Task instructions:
Extract all lines that hold "crate" from the records below.
Top of Task inputs
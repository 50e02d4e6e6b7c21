use std::sync::Arc;
use axum::{
    extract::{Path, Query, State},
    response::Json,
};
use serde_json::{json, Value};
use tokio::time::Duration;
use tracing::{error, info};
use uuid::Uuid;

use shared_models::error::AppError;

use crate::{
    AddToQueueRequest, CheckInRequest, DoctorQueueRequest, EmergencyRequest, QueueError, QueueQuery,
    RebalanceRequest, ReorderRequest, TriageRequest, UpsertDoctorRequest, UrgencyTier, WalkInRequest,
};
use crate::router::QueueState;
use crate::services::triage::resolve_urgency_tier;

pub(crate) fn map_queue_error(e: QueueError) -> AppError {
    match e {
        QueueError::DoctorNotFound(_) | QueueError::EntryNotFound(_) => AppError::NotFound(e.to_string()),
        QueueError::ValidationError(_) => AppError::ValidationError(e.to_string()),
        QueueError::InvalidState(_) | QueueError::InvalidStatusTransition { .. } => AppError::Conflict(e.to_string()),
        QueueError::DirectoryError(_) | QueueError::TriageError(_) => AppError::ServiceUnavailable(e.to_string()),
        QueueError::ConcurrentModification { .. } => {
            error!("Queue operation failed: {}", e);
            AppError::Internal("Operation failed".to_string())
        }
    }
}

/// Current queue, for one doctor or grouped across all doctors
pub async fn get_queue(
    State(state): State<Arc<QueueState>>,
    Query(query): Query<QueueQuery>,
) -> Result<Json<Value>, AppError> {
    match query.doctor_id {
        Some(doctor_id) => {
            let entries = state.engine.get_doctor_queue(doctor_id).await.map_err(map_queue_error)?;
            Ok(Json(json!({ "success": true, "data": entries })))
        }
        None => {
            let queues = state.engine.get_queue(None).await.map_err(map_queue_error)?;
            Ok(Json(json!({ "success": true, "data": queues })))
        }
    }
}

/// Register a walk-in; urgency comes from the receptionist or the triage classifier
pub async fn add_walk_in(
    State(state): State<Arc<QueueState>>,
    Json(request): Json<WalkInRequest>,
) -> Result<Json<Value>, AppError> {
    info!("Walk-in registration for patient {} with doctor {}", request.patient_id, request.doctor_id);

    let triage_request = TriageRequest {
        symptoms: request.symptoms.clone().unwrap_or_default(),
        patient_age: request.patient_age,
        pain_level: request.pain_level,
    };
    let resolved = resolve_urgency_tier(
        request.manual_urgency.as_deref(),
        state.triage.as_ref(),
        &triage_request,
        Duration::from_millis(state.config.triage_timeout_ms),
        UrgencyTier::Routine,
    )
    .await;

    let admission = state
        .engine
        .add_to_queue(AddToQueueRequest {
            doctor_id: request.doctor_id,
            patient_id: request.patient_id,
            source_appointment_id: request.source_appointment_id,
            urgency_tier: resolved.tier,
            pain_level: request.pain_level,
            patient_age: request.patient_age,
        })
        .await
        .map_err(map_queue_error)?;

    Ok(Json(json!({
        "success": true,
        "data": {
            "queue": admission,
            "triage": {
                "urgency_tier": resolved.tier,
                "source": format!("{:?}", resolved.source).to_lowercase(),
            }
        }
    })))
}

/// Emergency intake: takes slot 1 ahead of everyone already waiting
pub async fn add_emergency(
    State(state): State<Arc<QueueState>>,
    Json(request): Json<EmergencyRequest>,
) -> Result<Json<Value>, AppError> {
    info!("Emergency intake for patient {} with doctor {}", request.patient_id, request.doctor_id);

    let admission = state
        .engine
        .add_to_queue(AddToQueueRequest {
            doctor_id: request.doctor_id,
            patient_id: request.patient_id,
            source_appointment_id: request.source_appointment_id,
            urgency_tier: UrgencyTier::Emergency,
            pain_level: request.pain_level,
            patient_age: request.patient_age,
        })
        .await
        .map_err(map_queue_error)?;

    Ok(Json(json!({
        "success": true,
        "data": { "queue": admission },
        "message": "Emergency patient added. Doctor notified."
    })))
}

/// Check in a scheduled appointment
pub async fn check_in(
    State(state): State<Arc<QueueState>>,
    Json(request): Json<CheckInRequest>,
) -> Result<Json<Value>, AppError> {
    info!("Check-in for appointment {}", request.appointment_id);

    let tier = request
        .urgency_level
        .as_deref()
        .map(UrgencyTier::from_urgency_label)
        .unwrap_or(UrgencyTier::Routine);

    let admission = state
        .engine
        .add_to_queue(AddToQueueRequest {
            doctor_id: request.doctor_id,
            patient_id: request.patient_id,
            source_appointment_id: Some(request.appointment_id),
            urgency_tier: tier,
            pain_level: request.pain_level,
            patient_age: request.patient_age,
        })
        .await
        .map_err(map_queue_error)?;

    Ok(Json(json!({ "success": true, "data": admission })))
}

pub async fn reorder_queue(
    State(state): State<Arc<QueueState>>,
    Json(request): Json<ReorderRequest>,
) -> Result<Json<Value>, AppError> {
    let entries = state
        .engine
        .reorder_queue(request.doctor_id, request.order)
        .await
        .map_err(map_queue_error)?;

    Ok(Json(json!({ "success": true, "data": entries, "message": "Queue reordered" })))
}

/// Rebalance one doctor, or every doctor when `doctor_id` (or the whole body) is omitted
pub async fn rebalance_queue(
    State(state): State<Arc<QueueState>>,
    request: Option<Json<RebalanceRequest>>,
) -> Result<Json<Value>, AppError> {
    let request = request.map(|Json(request)| request).unwrap_or_default();
    match request.doctor_id {
        Some(doctor_id) => {
            let entries = state.engine.rebalance_queue(doctor_id).await.map_err(map_queue_error)?;
            Ok(Json(json!({ "success": true, "data": entries, "message": "Queue rebalanced" })))
        }
        None => {
            let reordered = state.engine.rebalance_all().await;
            Ok(Json(json!({
                "success": true,
                "data": { "queues_reordered": reordered },
                "message": "Queue rebalanced"
            })))
        }
    }
}

pub async fn call_next(
    State(state): State<Arc<QueueState>>,
    Json(request): Json<DoctorQueueRequest>,
) -> Result<Json<Value>, AppError> {
    let next = state.engine.call_next(request.doctor_id).await.map_err(map_queue_error)?;

    let message = if next.is_some() {
        "Next patient called"
    } else {
        "No more patients in queue"
    };
    Ok(Json(json!({ "success": true, "data": next, "message": message })))
}

/// Mark an entry skipped, e.g. when its appointment is cancelled
pub async fn remove_entry(
    State(state): State<Arc<QueueState>>,
    Path(entry_id): Path<Uuid>,
) -> Result<Json<Value>, AppError> {
    let removed = state.engine.remove_from_queue(entry_id).await.map_err(map_queue_error)?;
    Ok(Json(json!({ "success": true, "data": removed })))
}

pub async fn get_consultation_state(
    State(state): State<Arc<QueueState>>,
    Path(doctor_id): Path<Uuid>,
) -> Result<Json<Value>, AppError> {
    let consultation = state.engine.consultation_state(doctor_id).await.map_err(map_queue_error)?;
    Ok(Json(json!({
        "success": true,
        "data": { "doctor_id": doctor_id, "state": consultation }
    })))
}

pub async fn upsert_doctor(
    State(state): State<Arc<QueueState>>,
    Path(doctor_id): Path<Uuid>,
    Json(request): Json<UpsertDoctorRequest>,
) -> Result<Json<Value>, AppError> {
    let profile = state
        .directory
        .upsert_doctor(doctor_id, request.avg_consultation_minutes)
        .await
        .map_err(map_queue_error)?;
    Ok(Json(json!({ "success": true, "data": profile })))
}
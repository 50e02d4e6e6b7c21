pub mod allocator;
pub mod call_next;
pub mod clock;
pub mod directory;
pub mod engine;
pub mod estimator;
pub mod notifier;
pub mod rebalancer;
pub mod scorer;
pub mod store;
pub mod triage;
pub mod worker;

pub use clock::*;
pub use directory::*;
pub use engine::*;
pub use notifier::*;
pub use store::*;
pub use triage::*;
pub use worker::*;
use std::sync::Arc;
use axum::{
    body::Body,
    http::{Request, StatusCode},
    Router,
};
use tower::ServiceExt;
use serde_json::{json, Value};
use uuid::Uuid;

use patient_queue_cell::*;
use shared_config::AppConfig;

fn create_test_state() -> Arc<QueueState> {
    let config = Arc::new(AppConfig::default());
    let directory = InMemoryDoctorDirectory::new();
    let notifier = BroadcastNotifier::new(16);
    let engine = QueueEngine::new(
        QueueEngineConfig::from(config.as_ref()),
        Arc::new(directory.clone()),
        Arc::new(notifier.clone()),
    );

    Arc::new(QueueState {
        engine: Arc::new(engine),
        directory,
        notifier,
        triage: None,
        config,
    })
}

fn create_test_app() -> Router {
    create_patient_queue_router(create_test_state())
}

async fn send(app: &Router, method: &str, uri: &str, body: Option<Value>) -> (StatusCode, Value) {
    let request = Request::builder().method(method).uri(uri);
    let request = match body {
        Some(body) => request
            .header("content-type", "application/json")
            .body(Body::from(body.to_string()))
            .unwrap(),
        None => request.body(Body::empty()).unwrap(),
    };

    let response = app.clone().oneshot(request).await.unwrap();
    let status = response.status();
    let body = axum::body::to_bytes(response.into_body(), usize::MAX).await.unwrap();
    let json = serde_json::from_slice(&body).unwrap_or(Value::Null);
    (status, json)
}

async fn register_doctor(app: &Router, avg: u32) -> Uuid {
    let doctor_id = Uuid::new_v4();
    let (status, _) = send(
        app,
        "PUT",
        &format!("/doctors/{}", doctor_id),
        Some(json!({ "avg_consultation_minutes": avg })),
    )
    .await;
    assert_eq!(status, StatusCode::OK);
    doctor_id
}

fn walk_in(doctor_id: Uuid, urgency: Option<&str>) -> Value {
    json!({
        "doctor_id": doctor_id,
        "patient_id": Uuid::new_v4(),
        "manual_urgency": urgency,
        "symptoms": "persistent cough",
        "pain_level": 2,
        "patient_age": 41
    })
}

#[tokio::test]
async fn test_walk_in_with_manual_urgency() {
    let app = create_test_app();
    let doctor_id = register_doctor(&app, 15).await;

    let (status, json) = send(&app, "POST", "/walk-in", Some(walk_in(doctor_id, Some("high")))).await;

    assert_eq!(status, StatusCode::OK);
    assert_eq!(json["success"], true);
    assert_eq!(json["data"]["queue"]["position"], 1);
    assert_eq!(json["data"]["triage"]["urgency_tier"], "elevated");
    assert_eq!(json["data"]["triage"]["source"], "manual");
}

#[tokio::test]
async fn test_walk_in_without_classifier_is_routine() {
    let app = create_test_app();
    let doctor_id = register_doctor(&app, 15).await;

    let (status, json) = send(&app, "POST", "/walk-in", Some(walk_in(doctor_id, None))).await;

    assert_eq!(status, StatusCode::OK);
    assert_eq!(json["data"]["triage"]["urgency_tier"], "routine");
    assert_eq!(json["data"]["triage"]["source"], "fallback");
}

#[tokio::test]
async fn test_emergency_goes_to_front() {
    let app = create_test_app();
    let doctor_id = register_doctor(&app, 20).await;
    send(&app, "POST", "/walk-in", Some(walk_in(doctor_id, None))).await;

    let (status, json) = send(
        &app,
        "POST",
        "/emergency",
        Some(json!({ "doctor_id": doctor_id, "patient_id": Uuid::new_v4() })),
    )
    .await;

    assert_eq!(status, StatusCode::OK);
    assert_eq!(json["data"]["queue"]["position"], 1);
    assert_eq!(json["data"]["queue"]["estimated_wait_minutes"], 0);

    let (_, queue) = send(&app, "GET", &format!("/?doctor_id={}", doctor_id), None).await;
    let entries = queue["data"].as_array().unwrap();
    assert_eq!(entries.len(), 2);
    assert_eq!(entries[0]["urgency_tier"], "emergency");
    assert_eq!(entries[1]["estimated_wait_minutes"], 20);
}

#[tokio::test]
async fn test_check_in_maps_urgency_label() {
    let app = create_test_app();
    let doctor_id = register_doctor(&app, 15).await;
    let appointment_id = Uuid::new_v4();

    let (status, _) = send(
        &app,
        "POST",
        "/check-in",
        Some(json!({
            "appointment_id": appointment_id,
            "doctor_id": doctor_id,
            "patient_id": Uuid::new_v4(),
            "urgency_level": "critical"
        })),
    )
    .await;
    assert_eq!(status, StatusCode::OK);

    let (_, queue) = send(&app, "GET", &format!("/?doctor_id={}", doctor_id), None).await;
    assert_eq!(queue["data"][0]["urgency_tier"], "emergency");
    assert_eq!(queue["data"][0]["source_appointment_id"], appointment_id.to_string());
}

#[tokio::test]
async fn test_call_next_and_consultation_state() {
    let app = create_test_app();
    let doctor_id = register_doctor(&app, 15).await;
    send(&app, "POST", "/walk-in", Some(walk_in(doctor_id, None))).await;

    let (status, json) = send(&app, "POST", "/next", Some(json!({ "doctor_id": doctor_id }))).await;
    assert_eq!(status, StatusCode::OK);
    assert_eq!(json["data"]["status"], "in_consultation");
    assert_eq!(json["message"], "Next patient called");

    let (_, state) = send(&app, "GET", &format!("/doctors/{}/state", doctor_id), None).await;
    assert_eq!(state["data"]["state"], "consulting");

    let (status, json) = send(&app, "POST", "/next", Some(json!({ "doctor_id": doctor_id }))).await;
    assert_eq!(status, StatusCode::OK);
    assert_eq!(json["data"], Value::Null);
    assert_eq!(json["message"], "No more patients in queue");
}

#[tokio::test]
async fn test_unknown_doctor_returns_not_found() {
    let app = create_test_app();

    let (status, json) = send(&app, "POST", "/next", Some(json!({ "doctor_id": Uuid::new_v4() }))).await;

    assert_eq!(status, StatusCode::NOT_FOUND);
    assert_eq!(json["success"], false);
}

#[tokio::test]
async fn test_invalid_pain_level_is_bad_request() {
    let app = create_test_app();
    let doctor_id = register_doctor(&app, 15).await;
    let mut body = walk_in(doctor_id, None);
    body["pain_level"] = json!(9);

    let (status, _) = send(&app, "POST", "/walk-in", Some(body)).await;

    assert_eq!(status, StatusCode::BAD_REQUEST);
}

#[tokio::test]
async fn test_remove_entry_twice_conflicts() {
    let app = create_test_app();
    let doctor_id = register_doctor(&app, 15).await;
    let (_, json) = send(&app, "POST", "/walk-in", Some(walk_in(doctor_id, None))).await;
    let entry_id = json["data"]["queue"]["entry_id"].as_str().unwrap().to_string();

    let (status, json) = send(&app, "DELETE", &format!("/entries/{}", entry_id), None).await;
    assert_eq!(status, StatusCode::OK);
    assert_eq!(json["data"]["status"], "skipped");

    let (status, _) = send(&app, "DELETE", &format!("/entries/{}", entry_id), None).await;
    assert_eq!(status, StatusCode::CONFLICT);
}

#[tokio::test]
async fn test_reorder_rejects_partial_order() {
    let app = create_test_app();
    let doctor_id = register_doctor(&app, 15).await;
    let (_, first) = send(&app, "POST", "/walk-in", Some(walk_in(doctor_id, None))).await;
    send(&app, "POST", "/walk-in", Some(walk_in(doctor_id, None))).await;

    let (status, _) = send(
        &app,
        "PUT",
        "/reorder",
        Some(json!({ "doctor_id": doctor_id, "order": [first["data"]["queue"]["entry_id"]] })),
    )
    .await;

    assert_eq!(status, StatusCode::BAD_REQUEST);
}

#[tokio::test]
async fn test_rebalance_all_doctors() {
    let app = create_test_app();
    let doctor_id = register_doctor(&app, 15).await;
    send(&app, "POST", "/walk-in", Some(walk_in(doctor_id, None))).await;

    let (status, json) = send(&app, "POST", "/rebalance", Some(json!({}))).await;
    assert_eq!(status, StatusCode::OK);
    assert_eq!(json["data"]["queues_reordered"], 0);

    let (status, json) = send(&app, "POST", "/rebalance", Some(json!({ "doctor_id": doctor_id }))).await;
    assert_eq!(status, StatusCode::OK);
    assert_eq!(json["data"][0]["position"], 1);
}

#[tokio::test]
async fn test_zero_consultation_length_is_rejected() {
    let app = create_test_app();

    let (status, _) = send(
        &app,
        "PUT",
        &format!("/doctors/{}", Uuid::new_v4()),
        Some(json!({ "avg_consultation_minutes": 0 })),
    )
    .await;

    assert_eq!(status, StatusCode::BAD_REQUEST);
}

#[tokio::test]
async fn test_rebalance_without_body_covers_all_doctors() {
    let app = create_test_app();
    let doctor_id = register_doctor(&app, 15).await;
    send(&app, "POST", "/walk-in", Some(walk_in(doctor_id, None))).await;

    let (status, json) = send(&app, "POST", "/rebalance", None).await;

    assert_eq!(status, StatusCode::OK);
    assert_eq!(json["data"]["queues_reordered"], 0);
}

#[tokio::test]
async fn test_state_notifier_receives_route_events() {
    let state = create_test_state();
    let mut events = state.notifier.subscribe_global();
    let app = create_patient_queue_router(state);
    let doctor_id = register_doctor(&app, 15).await;

    let (status, _) = send(
        &app,
        "POST",
        "/emergency",
        Some(json!({ "doctor_id": doctor_id, "patient_id": Uuid::new_v4() })),
    )
    .await;
    assert_eq!(status, StatusCode::OK);

    let kinds: Vec<String> = (0..2)
        .map(|_| {
            let message = events.try_recv().expect("event should be published");
            let event: Value = serde_json::from_str(&message).unwrap();
            event["type"].as_str().unwrap().to_string()
        })
        .collect();
    assert_eq!(kinds, vec!["queue_update", "emergency"]);
}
Bottom of Task inputs
Problem solution:
use crate::{
use crate::router::QueueState;
use crate::services::triage::resolve_urgency_tier;
pub(crate) fn map_queue_error(e: QueueError) -> AppError {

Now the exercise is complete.